What is required: Starting at the first line of the records below, transcribe each line exactly, ending with the line that contains "are exposed for".

[Saved entries]
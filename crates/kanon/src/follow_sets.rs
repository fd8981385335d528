//! Calculation of the FOLLOW set function.

use crate::first_sets::FirstSets;
use crate::grammar::{Grammar, NonterminalID, SymbolID, TerminalID};
use crate::types::{Map, Set};

/// The FOLLOW sets of a grammar.
///
/// The automaton construction derives its lookaheads from FIRST alone, so
/// these sets are not consumed by table synthesis; they are exposed for
/// grammar analysis and for diagnosing conflict reports.
#[derive(Debug)]
pub struct FollowSets {
    map: Map<NonterminalID, Set<TerminalID>>,
}

impl FollowSets {
    pub fn new(grammar: &Grammar, first_sets: &FirstSets) -> Self {
        let mut map: Map<NonterminalID, Set<TerminalID>> = Map::default();
        for id in grammar.nonterminals.keys() {
            map.insert(*id, Set::default());
        }

        // Follow($start) = {$eoi} by definition. The augmented start symbol
        // never appears on a right-hand side, so the fixed point below never
        // grows it.
        map[&NonterminalID::START].insert(TerminalID::EOI);

        // Repeat until no set changes:
        // for each rule A -> alpha B beta, Follow(B) gains First(beta), and
        // additionally Follow(A) when beta is empty or entirely nullable.
        let mut changed = true;
        while changed {
            changed = false;
            for rule in grammar.rules.values() {
                for (i, symbol) in rule.right().iter().enumerate() {
                    let b = match symbol {
                        SymbolID::N(n) => *n,
                        SymbolID::T(..) => continue,
                    };
                    let beta = &rule.right()[i + 1..];

                    let mut added = first_sets.get(beta, std::iter::empty());
                    if beta.iter().all(|s| first_sets.is_nullable(*s)) {
                        added.extend(map[&rule.left()].iter().copied());
                    }

                    let follow = map.get_mut(&b).unwrap();
                    for tok in added {
                        changed |= follow.insert(tok);
                    }
                }
            }
        }

        Self { map }
    }

    /// The terminals that can immediately follow the specified nonterminal.
    pub fn get(&self, symbol: NonterminalID) -> &Set<TerminalID> {
        &self.map[&symbol]
    }
}

#[cfg(test)]
mod tests {
    use super::*;
    use crate::grammar::SymbolID::*;

    fn sample_grammar() -> Grammar {
        // S := A b
        // A := a | (empty)
        Grammar::define(|g| {
            let a = g.terminal("a")?;
            let b = g.terminal("b")?;
            let s = g.nonterminal("S")?;
            let a_sym = g.nonterminal("A")?;
            g.start_symbol(s)?;
            g.rule(s, [N(a_sym), T(b)])?;
            g.rule(a_sym, [T(a)])?;
            g.rule(a_sym, [])?;
            Ok(())
        })
        .unwrap()
    }

    #[test]
    fn follow_of_augmented_start() {
        let grammar = sample_grammar();
        let first = FirstSets::new(&grammar);
        let follow = FollowSets::new(&grammar, &first);

        let start: Vec<_> = follow.get(NonterminalID::START).iter().copied().collect();
        assert_eq!(start, [TerminalID::EOI]);
    }

    #[test]
    fn follow_through_suffix_and_lhs() {
        let grammar = sample_grammar();
        let first = FirstSets::new(&grammar);
        let follow = FollowSets::new(&grammar, &first);

        let b = grammar.terminal_id("b").unwrap();
        let s = grammar.nonterminal_id("S").unwrap();
        let a_sym = grammar.nonterminal_id("A").unwrap();

        // Follow(S) inherits {$eoi} from the augmented rule.
        let follow_s: Vec<_> = follow.get(s).iter().copied().collect();
        assert_eq!(follow_s, [TerminalID::EOI]);

        // Follow(A) = First(b) = {b}.
        let follow_a: Vec<_> = follow.get(a_sym).iter().copied().collect();
        assert_eq!(follow_a, [b]);
    }

    #[test]
    fn fixed_point_is_stable() {
        let grammar = sample_grammar();
        let first = FirstSets::new(&grammar);
        let one = FollowSets::new(&grammar, &first);
        let two = FollowSets::new(&grammar, &first);
        assert_eq!(one.map, two.map);
    }

    #[test]
    fn rerunning_the_solver_is_a_noop() {
        let grammar = sample_grammar();
        let first = FirstSets::new(&grammar);
        let follow = FollowSets::new(&grammar, &first);

        // one more propagation pass over the computed sets must add nothing
        for rule in grammar.rules.values() {
            for (i, symbol) in rule.right().iter().enumerate() {
                let b = match symbol {
                    SymbolID::N(n) => *n,
                    SymbolID::T(..) => continue,
                };
                let beta = &rule.right()[i + 1..];

                let mut expected = first.get(beta, std::iter::empty());
                if beta.iter().all(|s| first.is_nullable(*s)) {
                    expected.extend(follow.get(rule.left()).iter().copied());
                }
                assert!(expected.iter().all(|t| follow.get(b).contains(t)));
            }
        }
    }
}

Result of the task:
filename crates/kanon/src/follow_sets.rs
repository fd8981385335d528
//! Calculation of the FOLLOW set function.

use crate::first_sets::FirstSets;
use crate::grammar::{Grammar, NonterminalID, SymbolID, TerminalID};
use crate::types::{Map, Set};

/// The FOLLOW sets of a grammar.
///
/// The automaton construction derives its lookaheads from FIRST alone, so
/// these sets are not consumed by table synthesis; they are exposed for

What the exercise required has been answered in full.